Мария Игнатьевна, узнав, что мы ужинаем под магнитофон, сказала:
— Терять мне нечего. На какую разведку ты работаешь? Ну-ну, я пошутила. Мне терять нечего. Знаешь, четыре разведки платят мне пенсию.
— Она все врет, — шепнула себе в тарелку Анна Самойловна, пользуясь тем, что слух отличный только у нее и у меня, — набивает себе цену.
Подпольщики
Каждая власть, придя к рулю, с удовольствием обнаруживает и обнародует злоупотребления старой. И тут же начинает собственные злоупотребления. Так было в веках, во всех странах и на всех материках.
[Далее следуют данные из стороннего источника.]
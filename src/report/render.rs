use unicode_width::UnicodeWidthStr;

use crate::report::aggregate::Report;

/// Text shown instead of a table when a sweep produced nothing.
pub const NO_RESULTS: &str = "No results.";

fn pad_left(text: &str, width: usize) -> String {
    format!("{}{}", text, " ".repeat(width.saturating_sub(text.width())))
}

fn pad_center(text: &str, width: usize) -> String {
    let gap = width.saturating_sub(text.width());
    let left = gap / 2;
    format!("{}{}{}", " ".repeat(left), text, " ".repeat(gap - left))
}

/// Render the report as a boxed text table.
///
/// The tag column is left-aligned, metric columns are centered.
pub fn render_table(report: &Report) -> String {
    if report.is_empty() {
        return NO_RESULTS.to_string();
    }

    let rows: Vec<Vec<&str>> = report
        .groups
        .iter()
        .map(|group| report.columns.iter().map(|c| group.field(c)).collect())
        .collect();

    let widths: Vec<usize> = report
        .columns
        .iter()
        .enumerate()
        .map(|(i, column)| {
            rows.iter()
                .map(|row| row[i].width())
                .chain(std::iter::once(column.width()))
                .max()
                .unwrap_or(0)
        })
        .collect();

    let border = format!(
        "+{}+",
        widths
            .iter()
            .map(|w| "-".repeat(w + 2))
            .collect::<Vec<_>>()
            .join("+")
    );

    let line = |cells: &[&str]| -> String {
        let padded: Vec<String> = cells
            .iter()
            .zip(&widths)
            .enumerate()
            .map(|(i, (cell, &w))| {
                if i == 0 {
                    pad_left(cell, w)
                } else {
                    pad_center(cell, w)
                }
            })
            .collect();
        format!("| {} |", padded.join(" | "))
    };

    let header: Vec<&str> = report.columns.iter().map(String::as_str).collect();

    let mut out = Vec::with_capacity(rows.len() + 4);
    out.push(border.clone());
    out.push(line(&header));
    out.push(border.clone());
    for row in &rows {
        out.push(line(row));
    }
    out.push(border);
    out.join("\n")
}
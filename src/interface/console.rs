use console::style;
use serde_json::Value;
use unicode_width::UnicodeWidthStr;

use crate::config::ParamMap;

pub const RULE: &str = "================================================================================";

pub fn warning(prefix: &str, msg: &str) {
    println!("{} {}", style(format!("[{}]", prefix)).yellow().bold(), msg);
}

pub fn error(prefix: &str, msg: &str) {
    println!("{} {}", style(format!("[{}]", prefix)).red().bold(), msg);
}

pub fn info(prefix: &str, msg: &str) {
    println!("{} {}", style(format!("[{}]", prefix)).blue().bold(), msg);
}

pub fn success(prefix: &str, msg: &str) {
    println!("{} {}", style(format!("[{}]", prefix)).green().bold(), msg);
}

/// Pretty-print a parameter or result map as indented JSON.
pub fn print_json(map: &ParamMap) {
    match serde_json::to_string_pretty(&Value::Object(map.clone())) {
        Ok(text) => println!("{}", text),
        Err(_) => println!("{:?}", map),
    }
}

/// Aligned preview of every config about to run.
///
/// `start` marks where execution will resume.
pub fn print_preview(name: &str, entries: &[(String, String)], start: usize) {
    println!();
    println!(
        "{}",
        style(format!(
            "Running {} with {} configurations",
            name,
            entries.len()
        ))
        .green()
        .bold()
    );

    for (i, line) in preview_lines(entries, start).into_iter().enumerate() {
        if i < start {
            println!("{}", style(line).dim());
        } else if i == start {
            println!("{}", style(line).cyan().bold());
        } else {
            println!("{}", line);
        }
    }
}

/// Preview lines without styling, tags padded to the same display width.
fn preview_lines(entries: &[(String, String)], start: usize) -> Vec<String> {
    let index_width = entries.len().saturating_sub(1).to_string().len();
    let tag_width = entries.iter().map(|(tag, _)| tag.width()).max().unwrap_or(0);

    entries
        .iter()
        .enumerate()
        .map(|(i, (tag, display))| {
            let marker = if i == start { ">" } else { "-" };
            let padding = " ".repeat(tag_width - tag.width());
            format!(
                " {} [{:>iw$}] {}{}  ({})",
                marker,
                i,
                tag,
                padding,
                display,
                iw = index_width
            )
        })
        .collect()
}

/// Banner printed before each run.
pub fn print_run_header(time: &str, position: usize, total: usize, tag: &str) {
    println!();
    println!("{}", RULE);
    println!(
        "{} Running: {}/{} {}",
        time,
        position,
        total,
        style(tag).magenta().bold()
    );
    println!("{}", RULE);
}
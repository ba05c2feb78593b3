use std::ffi::OsString;
use std::path::PathBuf;

use clap::{Args, Parser};

/// Process-wide options a sweep reads once, from flags or the environment.
#[derive(Args, Debug, Clone)]
pub struct InvocationOptions {
    /// Run without asking for confirmation.
    #[arg(short = 'Y', long = "yes", env = "SWEEP_YES")]
    pub yes: bool,

    /// Run the test list instead of the training list.
    #[arg(short = 'T', long, env = "SWEEP_TEST_MODE")]
    pub test_mode: bool,

    /// GPU to run on. Prompted for once per sweep when unset.
    #[arg(long, env = "SWEEP_GPU")]
    pub gpu: Option<String>,

    /// Output directory handed to every run.
    #[arg(long, env = "SWEEP_OUTPUT", default_value = "output")]
    pub output: PathBuf,

    /// Debug mode. Skips the confirmation prompt.
    #[arg(long, env = "SWEEP_DEBUG")]
    pub debug: bool,

    /// Tell runs not to reach the network.
    #[arg(long, env = "SWEEP_OFFLINE")]
    pub offline: bool,
}

impl Default for InvocationOptions {
    fn default() -> Self {
        Self {
            yes: false,
            test_mode: false,
            gpu: None,
            output: PathBuf::from("output"),
            debug: false,
            offline: false,
        }
    }
}

/// Picks the runner's options out of a command line that may carry others.
#[derive(Parser, Debug)]
#[command(ignore_errors = true, disable_help_flag = true, disable_version_flag = true)]
struct KnownArgs {
    #[command(flatten)]
    options: InvocationOptions,
}

const SWITCHES: &[&str] = &["-Y", "--yes", "-T", "--test-mode", "--debug", "--offline"];
const VALUED: &[&str] = &["--gpu", "--output"];
const SHORT_SWITCHES: &str = "YT";

/// Keep only the runner's own flags (and their values) out of `args`.
///
/// The first argument is the program name and is always kept. Scanning stops
/// at `--`.
fn known_args<I, T>(args: I) -> Vec<OsString>
where
    I: IntoIterator<Item = T>,
    T: Into<OsString>,
{
    let mut args = args.into_iter().map(Into::into);
    let mut known: Vec<OsString> = args.next().into_iter().collect();

    while let Some(arg) = args.next() {
        let Some(text) = arg.to_str() else {
            continue;
        };
        if text == "--" {
            break;
        }

        let is_short_group = text.len() > 1
            && text.starts_with('-')
            && !text.starts_with("--")
            && text[1..].chars().all(|c| SHORT_SWITCHES.contains(c));

        if SWITCHES.contains(&text) || is_short_group {
            known.push(arg);
        } else if VALUED.contains(&text) {
            known.push(arg);
            if let Some(value) = args.next() {
                known.push(value);
            }
        } else if VALUED
            .iter()
            .any(|flag| text.starts_with(flag) && text[flag.len()..].starts_with('='))
        {
            known.push(arg);
        }
    }
    known
}

impl InvocationOptions {
    /// Read options from this process's arguments and environment.
    ///
    /// Arguments the runner does not know about are left to the caller.
    pub fn from_process_args() -> Self {
        Self::from_args(std::env::args_os())
    }

    pub fn from_args<I, T>(args: I) -> Self
    where
        I: IntoIterator<Item = T>,
        T: Into<OsString>,
    {
        KnownArgs::parse_from(known_args(args)).options
    }
}

/// sweep — expand a hyperparameter grid and run a command for every config.
#[derive(Parser, Debug)]
#[command(name = "sweep")]
#[command(author, version, about, long_about = None)]
pub struct Cli {
    /// Path to the sweep YAML file.
    pub sweep_file: PathBuf,

    #[command(flatten)]
    pub options: InvocationOptions,

    /// Directory run directories are created under.
    #[arg(long, env = "SWEEP_LOG_DIR", default_value = "output")]
    pub log_dir: PathBuf,

    /// More log output (-v info, -vv debug, -vvv trace).
    #[arg(short, long, action = clap::ArgAction::Count)]
    pub verbose: u8,

    /// Program (and arguments) to run for every config, after `--`.
    #[arg(last = true, required = true)]
    pub command: Vec<String>,
}
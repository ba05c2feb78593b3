pub mod checkpoint;
pub mod expand;
pub mod run_config;
pub mod sweep_file;
pub mod tag;

pub use checkpoint::{load_checkpoint_tag, resolve_checkpoint_path, CHECKPOINT_CONFIG_FILE};
pub use expand::expand;
pub use run_config::{ConfigSpec, ParamMap, RunConfig, RunResult, RunStatus, CHECKPOINT_KEY};
pub use sweep_file::{IndexSource, SweepFile};
pub use tag::{format_value, Formatter, NamingIndex, TagGenerator};
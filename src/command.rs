use std::io::{BufRead, BufReader};
use std::process::{Command, Stdio};

use anyhow::{bail, Context};
use serde_json::Value;
use tracing::debug;

use crate::config::{RunConfig, RunResult};
use crate::error::{Result, SweepError};

/// A program spawned once per config, reporting its result as JSON on stdout.
#[derive(Debug, Clone)]
pub struct ExternalCommand {
    program: String,
    args: Vec<String>,
}

impl ExternalCommand {
    pub fn new(command: &[String]) -> Result<Self> {
        let (program, args) = command
            .split_first()
            .ok_or_else(|| SweepError::InvalidInput("no command given".to_string()))?;
        Ok(Self {
            program: program.clone(),
            args: args.to_vec(),
        })
    }

    /// Spawn the program for `config` and wait for its result.
    ///
    /// Stdout is echoed line by line. The last line holding a JSON object is
    /// the result.
    pub fn run(&self, is_training: bool, config: &RunConfig) -> anyhow::Result<RunResult> {
        let map = config.to_map();
        let mut cmd = Command::new(&self.program);
        cmd.args(&self.args)
            .env("SWEEP_CONFIG", Value::Object(map).to_string())
            .env("SWEEP_TAG", &config.tag)
            .env("SWEEP_RUN_ID", &config.run_id)
            .env("SWEEP_TRAINING", if is_training { "1" } else { "0" })
            .stdout(Stdio::piped());
        if let Some(gpu) = &config.gpu {
            cmd.env("CUDA_VISIBLE_DEVICES", gpu);
        }

        debug!(program = %self.program, tag = %config.tag, "spawning run");
        let mut child = cmd
            .spawn()
            .with_context(|| format!("failed to start {}", self.program))?;

        let mut result = None;
        if let Some(stdout) = child.stdout.take() {
            for line in BufReader::new(stdout).lines() {
                let line = line.context("failed to read run output")?;
                println!("{}", line);
                if let Some(parsed) = parse_result_line(&line) {
                    result = Some(parsed);
                }
            }
        }

        let status = child.wait().context("failed to wait for run")?;
        if !status.success() {
            bail!("{} exited with {}", self.program, status);
        }
        match result {
            Some(result) => Ok(result),
            None => bail!("{} printed no JSON result line", self.program),
        }
    }
}

/// A stdout line that is a JSON object, if it is one.
pub fn parse_result_line(line: &str) -> Option<RunResult> {
    let trimmed = line.trim();
    if !trimmed.starts_with('{') {
        return None;
    }
    match serde_json::from_str(trimmed) {
        Ok(Value::Object(map)) => Some(map),
        _ => None,
    }
}

#[cfg(test)]
mod tests {
    use super::*;
    use serde_json::json;

    fn sh(script: &str) -> ExternalCommand {
        ExternalCommand::new(&["sh".to_string(), "-c".to_string(), script.to_string()]).unwrap()
    }

    fn config() -> RunConfig {
        let mut config = RunConfig::new(json!({"lr": 0.1}).as_object().cloned().unwrap(), 0);
        config.tag = "Run-lr#0.1".to_string();
        config.run_id = "RUN_1".to_string();
        config.gpu = Some("2".to_string());
        config
    }

    #[test]
    fn test_parse_result_line() {
        assert_eq!(
            parse_result_line(r#"  {"acc": 0.5} "#).unwrap()["acc"],
            json!(0.5)
        );
        assert!(parse_result_line("epoch 1 done").is_none());
        assert!(parse_result_line("{not json").is_none());
        assert!(parse_result_line("[1, 2]").is_none());
    }

    #[test]
    fn test_empty_command_rejected() {
        assert!(matches!(
            ExternalCommand::new(&[]),
            Err(SweepError::InvalidInput(_))
        ));
    }

    #[cfg(unix)]
    #[test]
    fn test_last_json_line_wins() {
        let cmd = sh(r#"echo '{"acc": 0.1}'; echo training; echo '{"acc": 0.9}'"#);
        let result = cmd.run(true, &config()).unwrap();
        assert_eq!(result["acc"], json!(0.9));
    }

    #[cfg(unix)]
    #[test]
    fn test_environment_passed() {
        let cmd = sh(
            r#"printf '{"tag":"%s","run":"%s","train":"%s","gpu":"%s"}\n' "$SWEEP_TAG" "$SWEEP_RUN_ID" "$SWEEP_TRAINING" "$CUDA_VISIBLE_DEVICES""#,
        );
        let result = cmd.run(false, &config()).unwrap();
        assert_eq!(result["tag"], json!("Run-lr#0.1"));
        assert_eq!(result["run"], json!("RUN_1"));
        assert_eq!(result["train"], json!("0"));
        assert_eq!(result["gpu"], json!("2"));
    }

    #[cfg(unix)]
    #[test]
    fn test_failures() {
        assert!(sh(r#"echo '{"acc": 1}'; exit 3"#).run(true, &config()).is_err());
        assert!(sh("echo no result").run(true, &config()).is_err());
    }
}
Подпольщики — арестанты, эмигранты, ссыльные, — большевики вошли в Кремль, счастливые от сознания своей не совсем ожиданной сверхпобеды. Они были чисты перед народом — вместо того чтобы служить и прислуживать старому режиму, они вскрыли его язвы и, рискуя многим, даже, случалось, жизнью, трудно искали истину. Светлое будущее всего человечества, осуществленное руками рабочего класса и бедного трудового крестьянства с помощью вышедшей из народа интеллигенции, — вот, с теми или иными вариациями, основная схема большевиков.
Жизнь дала сказочную возможность. Древний Кремль распахнул ворота.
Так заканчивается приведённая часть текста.